I have been avoiding this reality for some time, taking on an African country whenever a project demanded such a case study, ignoring the fact that many of my friends and colleagues are now more knowledgable about substantial parts of the continent than I am (even excepting that I haven’t managed to read more than the headlines in months).  I’m currently working on a project for my Democracy, Governance, Stabilization and Post-Conflict Reconstruction class in which I have to choose a problem of democracy, governance and/or stabilization in a post-conflict country and, of all the countries available, I picked Bosnia.  And I love it.  I can’t pronounce or even spell any of the names that I am reading about, but Bosnia is suddenly fascinating to me, because it is an excellent case study for what is now really driving me: the problem of de-normalizing and de-norming violence as a means of conflict resolution and normalizing trust relationships across lines of fractionalization.

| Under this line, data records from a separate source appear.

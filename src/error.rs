//! Error types for the rating engine
//!
//! This module defines all error types using anyhow for consistent error handling
//! throughout the crate.

use uuid::Uuid;

/// Result type alias for convenience
pub type Result<T> = anyhow::Result<T>;

/// Custom error types for specific rating engine scenarios
#[derive(Debug, thiserror::Error)]
pub enum RatingError {
    #[error("invalid match outcome: {reason}")]
    InvalidOutcome { reason: String },

    #[error("unknown league: {league}")]
    UnknownLeague { league: String },

    #[error("team '{team}' belongs to league '{expected}', not '{declared}'")]
    TeamLeagueMismatch {
        team: String,
        expected: String,
        declared: String,
    },

    #[error("match {match_id} predates already-applied matches in league '{league}'")]
    OutOfOrderMatch { match_id: Uuid, league: String },

    #[error("match {match_id} has already been recorded")]
    DuplicateMatch { match_id: Uuid },

    #[error("configuration error: {message}")]
    ConfigurationError { message: String },

    #[error("internal engine error: {message}")]
    InternalError { message: String },
}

I still wake up every spring wishing I was in South Africa, and I know I’ll continue to choose case studies from the continent (I’m already considering  Somalia, South Africa and Sudan as case studies for the normalization project), but my head just isn’t in it anymore.  I began studying IR and anthropology in order to study Sub-Saharan Africa, but as I’ve progressed thru my studies, I’ve discovered so many questions that can’t be answered in Africa alone.  In this point in my life, I would rather focus my energies on them, rather than limit myself to a single geographic area, however vast and diverse.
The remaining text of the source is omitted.